What needs to be done: Would you restate all the entries exactly, leaving nothing out?
>>>>>
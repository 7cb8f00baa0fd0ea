//! # Strider Control Unit
//!
//! Runs the fixed-rate joint control loop for a legged robot.
//!
//! Loads a robot TOML (`--config`) or falls back to the built-in six-joint
//! biped, applies CLI overrides, performs RT setup, installs a Ctrl-C
//! handler bound to the loop's stop flag, and runs until stop, safety trip
//! or cycle limit.
//!
//! Exit codes: 0 on stop or cycle limit, 1 on startup failure, 2 when the
//! run ended in a safety trip.

use std::path::PathBuf;
use std::process;

use clap::Parser;
use strider_common::config::ConfigLoader;
use strider_common::robot::config::RobotConfig;
use strider_control_unit::clock::SystemClock;
use strider_control_unit::robot::RobotController;
use strider_control_unit::rt::rt_setup;
use strider_control_unit::scheduler::StopReason;
use strider_control_unit::transport::LogSink;
use tracing::{error, info};
use tracing_subscriber::EnvFilter;

/// Strider Control Unit: fixed-rate joint control for legged robots
#[derive(Parser, Debug)]
#[command(name = "strider_control_unit")]
#[command(version)]
#[command(about = "Fixed-rate joint control, sensor fusion and safety supervision")]
struct Args {
    /// Robot configuration TOML. Built-in six-joint biped when omitted.
    #[arg(long, value_name = "FILE")]
    config: Option<PathBuf>,

    /// Override the control frequency [Hz].
    #[arg(long, value_name = "HZ")]
    frequency: Option<f64>,

    /// Stop after this many cycles.
    #[arg(long, value_name = "N")]
    cycles: Option<u64>,

    /// Override the simulated disturbance scale (0 = none).
    #[arg(long, value_name = "X")]
    excitation: Option<f64>,

    /// Override the CPU core the control thread is pinned to.
    #[arg(long, value_name = "CORE")]
    cpu_core: Option<usize>,

    /// Override the SCHED_FIFO priority.
    #[arg(long, value_name = "PRIO")]
    rt_priority: Option<i32>,

    /// Enable verbose logging (DEBUG level).
    #[arg(short, long)]
    verbose: bool,

    /// Output logs and telemetry in JSON format.
    #[arg(long)]
    json: bool,
}

fn main() {
    let args = Args::parse();

    let config = match load_config(&args) {
        Ok(config) => config,
        Err(e) => {
            setup_tracing(&args, "info");
            error!("FATAL: {e}");
            process::exit(1);
        }
    };
    setup_tracing(&args, config.shared.log_level.as_directive());

    info!(
        "Strider Control Unit v{} starting...",
        env!("CARGO_PKG_VERSION")
    );

    match run(&args, config) {
        Ok(StopReason::SafetyTripped) => {
            error!("Run ended in safety trip");
            process::exit(2);
        }
        Ok(reason) => info!("Strider Control Unit shutdown complete ({reason})"),
        Err(e) => {
            error!("FATAL: {e}");
            process::exit(1);
        }
    }
}

fn load_config(args: &Args) -> Result<RobotConfig, Box<dyn std::error::Error>> {
    let mut config = match &args.config {
        Some(path) => RobotConfig::load(path)?,
        None => RobotConfig::reference_biped(),
    };
    if let Some(hz) = args.frequency {
        config.control.frequency_hz = hz;
    }
    if let Some(n) = args.cycles {
        config.control.max_cycles = Some(n);
    }
    if let Some(x) = args.excitation {
        config.simulation.excitation = x;
    }
    if let Some(core) = args.cpu_core {
        config.rt.cpu_core = core;
    }
    if let Some(priority) = args.rt_priority {
        config.rt.priority = priority;
    }
    Ok(config)
}

fn run(args: &Args, config: RobotConfig) -> Result<StopReason, Box<dyn std::error::Error>> {
    info!(
        "Config OK: {} joints, {} IMUs, {} Hz",
        config.joints.len(),
        config.imus.len(),
        config.control.frequency_hz
    );

    let mut robot = RobotController::from_config(config, SystemClock::shared())?;
    if args.json {
        robot.set_telemetry_sink(Box::new(LogSink::json()));
    }

    rt_setup(&robot.config().rt)?;

    let stop = robot.stop_handle();
    ctrlc::set_handler(move || {
        info!("Received shutdown signal");
        stop.request_stop();
    })?;

    robot.initialize()?;
    for name in robot.joint_names() {
        robot.set_target_position(name, 0.0)?;
    }

    let reason = robot.run()?;
    if let Some(cause) = robot.trip_cause() {
        error!("Safety trip cause: {cause}");
    }
    info!("{} balance={:.4}", robot.stats(), robot.balance_estimate());
    Ok(reason)
}

/// Setup tracing subscriber. `RUST_LOG` wins over the configured level;
/// `--verbose` forces DEBUG.
fn setup_tracing(args: &Args, default_level: &str) {
    let level = if args.verbose { "debug" } else { default_level };
    let filter = EnvFilter::try_from_default_env().unwrap_or_else(|_| EnvFilter::new(level));

    if args.json {
        tracing_subscriber::fmt()
            .with_env_filter(filter)
            .json()
            .init();
    } else {
        tracing_subscriber::fmt()
            .with_env_filter(filter)
            .compact()
            .init();
    }
}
<<<<<
Your solution:
repository 7cb8f00baa0fd0ea
//! # Strider Control Unit
//!
//! Runs the fixed-rate joint control loop for a legged robot.
//!
//! Loads a robot TOML (`--config`) or falls back to the built-in six-joint
//! biped, applies CLI overrides, performs RT setup, installs a Ctrl-C
//! handler bound to the loop's stop flag, and runs until stop, safety trip
//! or cycle limit.
//!
//! Exit codes: 0 on stop or cycle limit, 1 on startup failure, 2 when the
//! run ended in a safety trip.

use std::path::PathBuf;
use std::process;

use clap::Parser;
use strider_common::config::ConfigLoader;
use strider_common::robot::config::RobotConfig;
use strider_control_unit::clock::SystemClock;
use strider_control_unit::robot::RobotController;
use strider_control_unit::rt::rt_setup;
use strider_control_unit::scheduler::StopReason;
use strider_control_unit::transport::LogSink;
use tracing::{error, info};
use tracing_subscriber::EnvFilter;

/// Strider Control Unit: fixed-rate joint control for legged robots
#[derive(Parser, Debug)]
#[command(name = "strider_control_unit")]
#[command(version)]
#[command(about = "Fixed-rate joint control, sensor fusion and safety supervision")]
struct Args {
    /// Robot configuration TOML. Built-in six-joint biped when omitted.
    #[arg(long, value_name = "FILE")]
    config: Option<PathBuf>,

    /// Override the control frequency [Hz].
    #[arg(long, value_name = "HZ")]
    frequency: Option<f64>,

    /// Stop after this many cycles.
    #[arg(long, value_name = "N")]
    cycles: Option<u64>,

    /// Override the simulated disturbance scale (0 = none).
    #[arg(long, value_name = "X")]
    excitation: Option<f64>,

    /// Override the CPU core the control thread is pinned to.
    #[arg(long, value_name = "CORE")]
    cpu_core: Option<usize>,

    /// Override the SCHED_FIFO priority.
    #[arg(long, value_name = "PRIO")]
    rt_priority: Option<i32>,

    /// Enable verbose logging (DEBUG level).
    #[arg(short, long)]
    verbose: bool,

    /// Output logs and telemetry in JSON format.
    #[arg(long)]
    json: bool,
}

fn main() {
    let args = Args::parse();

    let config = match load_config(&args) {
        Ok(config) => config,
        Err(e) => {
            setup_tracing(&args, "info");
            error!("FATAL: {e}");
            process::exit(1);
        }
    };
    setup_tracing(&args, config.shared.log_level.as_directive());

    info!(
        "Strider Control Unit v{} starting...",
        env!("CARGO_PKG_VERSION")
    );

    match run(&args, config) {
        Ok(StopReason::SafetyTripped) => {
            error!("Run ended in safety trip");
            process::exit(2);
        }
        Ok(reason) => info!("Strider Control Unit shutdown complete ({reason})"),
        Err(e) => {
            error!("FATAL: {e}");
            process::exit(1);
        }
    }
}

fn load_config(args: &Args) -> Result<RobotConfig, Box<dyn std::error::Error>> {
    let mut config = match &args.config {
        Some(path) => RobotConfig::load(path)?,
        None => RobotConfig::reference_biped(),
    };
    if let Some(hz) = args.frequency {
        config.control.frequency_hz = hz;
    }
    if let Some(n) = args.cycles {
        config.control.max_cycles = Some(n);
    }
    if let Some(x) = args.excitation {
        config.simulation.excitation = x;
    }
    if let Some(core) = args.cpu_core {
        config.rt.cpu_core = core;
    }
    if let Some(priority) = args.rt_priority {
        config.rt.priority = priority;
    }
    Ok(config)
}

fn run(args: &Args, config: RobotConfig) -> Result<StopReason, Box<dyn std::error::Error>> {
    info!(
        "Config OK: {} joints, {} IMUs, {} Hz",
        config.joints.len(),
        config.imus.len(),
        config.control.frequency_hz
    );

    let mut robot = RobotController::from_config(config, SystemClock::shared())?;
    if args.json {
        robot.set_telemetry_sink(Box::new(LogSink::json()));
    }

    rt_setup(&robot.config().rt)?;

    let stop = robot.stop_handle();
    ctrlc::set_handler(move || {
        info!("Received shutdown signal");
        stop.request_stop();
    })?;

    robot.initialize()?;
    for name in robot.joint_names() {
        robot.set_target_position(name, 0.0)?;
    }

    let reason = robot.run()?;
    if let Some(cause) = robot.trip_cause() {
        error!("Safety trip cause: {cause}");
    }
    info!("{} balance={:.4}", robot.stats(), robot.balance_estimate());
    Ok(reason)
}

/// Setup tracing subscriber. `RUST_LOG` wins over the configured level;
/// `--verbose` forces DEBUG.
fn setup_tracing(args: &Args, default_level: &str) {
    let level = if args.verbose { "debug" } else { default_level };
    let filter = EnvFilter::try_from_default_env().unwrap_or_else(|_| EnvFilter::new(level));

    if args.json {
        tracing_subscriber::fmt()
            .with_env_filter(filter)
            .json()
            .init();
    } else {
        tracing_subscriber::fmt()
            .with_env_filter(filter)
            .compact()
            .init();
    }
}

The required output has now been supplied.